In most socio-economic entities a hierarchical structure can be distinguished. In the process of solving a task, the final result depends on the decisions made at each level. The choice made by a certain actor involved in solving the problem influences the choices of others and, not least, final profit. The paper aims to research mixed-strategy hierarchical games in three-level. That is, the game consists of three players, each of them has two strategies and a gain function. Players make moves in hierarchical mode: first player makes the choice and communicates the result to second player; second player knowing first player's choice, as well as third player's set of strategies and payoff function, makes his move and communicates the outcome to third player; finally, third player knowing the predecessors’ choices, makes his choice.

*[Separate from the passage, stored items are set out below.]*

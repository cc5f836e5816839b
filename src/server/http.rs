//! HTTP server implementation
//!
//! Uses hyper http1 with TokioIo; one task per accepted connection.

use bytes::Bytes;
use hyper::header::{HeaderValue, CONTENT_TYPE};
use hyper::server::conn::http1;
use hyper::service::service_fn;
use hyper::{Method, Request, Response};
use hyper_util::rt::TokioIo;
use std::net::SocketAddr;
use std::sync::Arc;
use tokio::net::TcpListener;
use tracing::{debug, error, info, warn};
use uuid::Uuid;

use crate::auth::{Authenticator, RevocationList, TokenManager};
use crate::cache::{spawn_cleanup_task, CacheConfig, MemoryCache};
use crate::config::{Args, StorageKind};
use crate::db::Database;
use crate::delivery::{DeliveryConfig, DocService};
use crate::routes::{self, BoxBody};
use crate::storage::{ContentStore, FsBackend, MemoryBackend, ObjectBackend};
use crate::types::DocError;

pub const REQUEST_ID_HEADER: &str = "x-request-id";

/// Shared application state
pub struct AppState {
    pub args: Args,
    pub db: Arc<Database>,
    pub cache: Arc<MemoryCache>,
    pub store: Arc<ContentStore>,
    /// Document operations
    pub docs: DocService,
    /// Identity resolution and account commands
    pub auth: Authenticator,
}

impl AppState {
    /// Open the configured database and blob backend
    pub async fn new(args: Args) -> Result<Self, DocError> {
        let db = Arc::new(
            Database::open(&args.data_dir).map_err(|e| DocError::Unexpected(e.to_string()))?,
        );

        let backend: Arc<dyn ObjectBackend> = match args.storage {
            StorageKind::Fs => Arc::new(
                FsBackend::new(args.blob_dir())
                    .await
                    .map_err(|e| DocError::Unexpected(e.to_string()))?,
            ),
            StorageKind::Memory => {
                warn!("In-memory blob storage: content is lost on restart");
                Arc::new(MemoryBackend::new())
            }
        };
        let cache = Arc::new(MemoryCache::new(CacheConfig::with_max_entries(
            args.cache_max_entries,
        )));

        Self::from_parts(args, db, cache, Arc::new(ContentStore::new(backend)))
    }

    /// Assemble state around already opened components
    pub fn from_parts(
        args: Args,
        db: Arc<Database>,
        cache: Arc<MemoryCache>,
        store: Arc<ContentStore>,
    ) -> Result<Self, DocError> {
        let tokens = match args.jwt_secret.clone().filter(|s| !s.is_empty()) {
            Some(secret) => TokenManager::new(secret, args.issuer.clone(), args.token_ttl_secs)?,
            None if args.dev_mode => {
                warn!("No JWT_SECRET set, using the development secret");
                TokenManager::new_dev(args.issuer.clone(), args.token_ttl_secs)
            }
            None => {
                return Err(DocError::Unexpected("JWT_SECRET is required in production mode".into()));
            }
        };

        let auth = Authenticator::new(
            tokens,
            RevocationList::new(cache.clone()),
            db.clone(),
            args.admin_token.clone(),
        );

        let docs = DocService::new(
            db.clone(),
            db.clone(),
            store.clone(),
            cache.clone(),
            DeliveryConfig {
                doc_ttl_secs: args.doc_ttl_secs,
                list_ttl_secs: args.list_ttl_secs,
            },
        );

        Ok(Self {
            args,
            db,
            cache,
            store,
            docs,
            auth,
        })
    }
}

/// Start the HTTP server
pub async fn run(state: Arc<AppState>) -> Result<(), DocError> {
    let listener = TcpListener::bind(state.args.listen).await?;

    info!("docvault listening on {}", state.args.listen);

    if state.args.dev_mode {
        warn!("Development mode enabled");
    }

    spawn_cleanup_task(Arc::clone(&state.cache));
    info!("Cache enabled (max {} entries)", state.cache.config().max_entries);

    loop {
        match listener.accept().await {
            Ok((stream, addr)) => {
                let state = Arc::clone(&state);
                tokio::spawn(async move {
                    let io = TokioIo::new(stream);

                    let service = service_fn(move |req| {
                        let state = Arc::clone(&state);
                        async move { handle_request(state, addr, req).await }
                    });

                    if let Err(err) = http1::Builder::new()
                        .serve_connection(io, service)
                        .await
                    {
                        error!("Error serving connection from {}: {:?}", addr, err);
                    }
                });
            }
            Err(e) => {
                error!("Error accepting connection: {:?}", e);
            }
        }
    }
}

/// Route an HTTP request and stamp its request id
pub async fn handle_request<B>(
    state: Arc<AppState>,
    addr: SocketAddr,
    req: Request<B>,
) -> Result<Response<BoxBody>, hyper::Error>
where
    B: hyper::body::Body<Data = Bytes> + Send + 'static,
    B::Error: Into<Box<dyn std::error::Error + Send + Sync>> + std::fmt::Display + Send + 'static,
{
    let request_id = Uuid::new_v4().to_string();
    let method = req.method().clone();
    let path = req.uri().path().to_string();

    info!(request_id = %request_id, "[{}] {} {}", addr, method, path);

    let mut response = route(state, req, &method, &path, &request_id).await;

    if let Ok(value) = HeaderValue::from_str(&request_id) {
        response.headers_mut().insert(REQUEST_ID_HEADER, value);
    }
    debug!(request_id = %request_id, status = %response.status(), "Response");
    Ok(response)
}

fn is_known_path(segments: &[&str]) -> bool {
    matches!(
        segments,
        ["v1", "healthz"]
            | ["v1", "readyz"]
            | ["api", "register"]
            | ["api", "auth"]
            | ["api", "auth", _]
            | ["api", "docs"]
            | ["api", "docs", _]
            | ["api", "docs", _, "touch"]
            | ["api", "docs", _, "grants", _]
    )
}

fn needs_identity(segments: &[&str]) -> bool {
    matches!(segments, ["api", "docs", ..])
}

async fn route<B>(
    state: Arc<AppState>,
    req: Request<B>,
    method: &Method,
    path: &str,
    request_id: &str,
) -> Response<BoxBody>
where
    B: hyper::body::Body<Data = Bytes> + Send + 'static,
    B::Error: Into<Box<dyn std::error::Error + Send + Sync>> + std::fmt::Display + Send + 'static,
{
    let segments: Vec<&str> = path.trim_matches('/').split('/').collect();
    let segments = segments.as_slice();

    if !is_known_path(segments) {
        return routes::error_response(DocError::NotFound, request_id);
    }

    let (parts, body) = req.into_parts();
    let query = parts.uri.query();
    let head = *method == Method::HEAD;

    let identity = if needs_identity(segments) {
        match state.auth.resolve(&parts.headers, query).await {
            Ok(identity) => Some(identity),
            Err(e) => return routes::error_response(e, request_id),
        }
    } else {
        None
    };

    match (method, segments, identity) {
        (&Method::GET, ["v1", "healthz"], _) | (&Method::HEAD, ["v1", "healthz"], _) => {
            routes::health_check()
        }
        (&Method::GET, ["v1", "readyz"], _) | (&Method::HEAD, ["v1", "readyz"], _) => {
            routes::readiness_check(Arc::clone(&state), request_id).await
        }

        (&Method::POST, ["api", "register"], _) => {
            routes::handle_register(state, body, request_id).await
        }
        (&Method::POST, ["api", "auth"], _) => routes::handle_login(state, body, request_id).await,
        (&Method::DELETE, ["api", "auth", token], _) => {
            routes::handle_logout(state, token, &parts.headers, query, request_id).await
        }

        (&Method::GET | &Method::HEAD, ["api", "docs"], Some(identity)) => {
            routes::handle_list(state, &identity, query, head, request_id).await
        }
        (&Method::POST, ["api", "docs"], Some(identity)) => {
            let is_multipart = parts
                .headers
                .get(CONTENT_TYPE)
                .and_then(|v| v.to_str().ok())
                .map(|ct| ct.starts_with("multipart/"))
                .unwrap_or(false);
            if !is_multipart {
                return routes::error_response(
                    DocError::BadInput("expected multipart/form-data".into()),
                    request_id,
                );
            }
            routes::handle_create(state, &identity, &parts.headers, body, request_id).await
        }
        (&Method::GET | &Method::HEAD, ["api", "docs", id], Some(identity)) => {
            routes::handle_fetch(state, &identity, id, &parts.headers, head, request_id).await
        }
        (&Method::DELETE, ["api", "docs", id], Some(identity)) => {
            routes::handle_delete(state, &identity, id, request_id).await
        }
        (&Method::POST, ["api", "docs", id, "touch"], Some(identity)) => {
            routes::handle_touch(state, &identity, id, request_id).await
        }
        (&Method::PUT, ["api", "docs", id, "grants", login], Some(identity)) => {
            routes::handle_grant(state, &identity, id, login, query, request_id).await
        }
        (&Method::DELETE, ["api", "docs", id, "grants", login], Some(identity)) => {
            routes::handle_revoke(state, &identity, id, login, request_id).await
        }

        _ => routes::error_response(DocError::MethodNotAllowed, request_id),
    }
}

Thus, a situation is created and each player calculates his payoff. It is considered that all players maximize their payoff. The given model includes a wide range of problems that can appear in the socio-economic domain. To computing the Stackelberg equilibria set (SES), reverse induction and the graph reduction of best response mapping of the third player are used. A particular case of the results presented by Lozan and Ungureanu (2010, 2013, 2016, 2018) is studied and concretized. All possible cases for the graph of third player (𝐆𝐫𝟑) are investigated, the construction method is described by Ungureanu and Botnari (2005). Then, for player two, the possibilities that may arise for constructing his graph of best response mapping (𝐆𝐫𝟐) are analyzed. Finally, the first player determines his best moves on 𝐆𝐫𝟐, thus determining the SES in mixed strategies. DOI: https://doi.org/10.53486/cike2023.40; UDC: 330.4:519.86; JEL: C02, C61, C62, C65, C72, C79.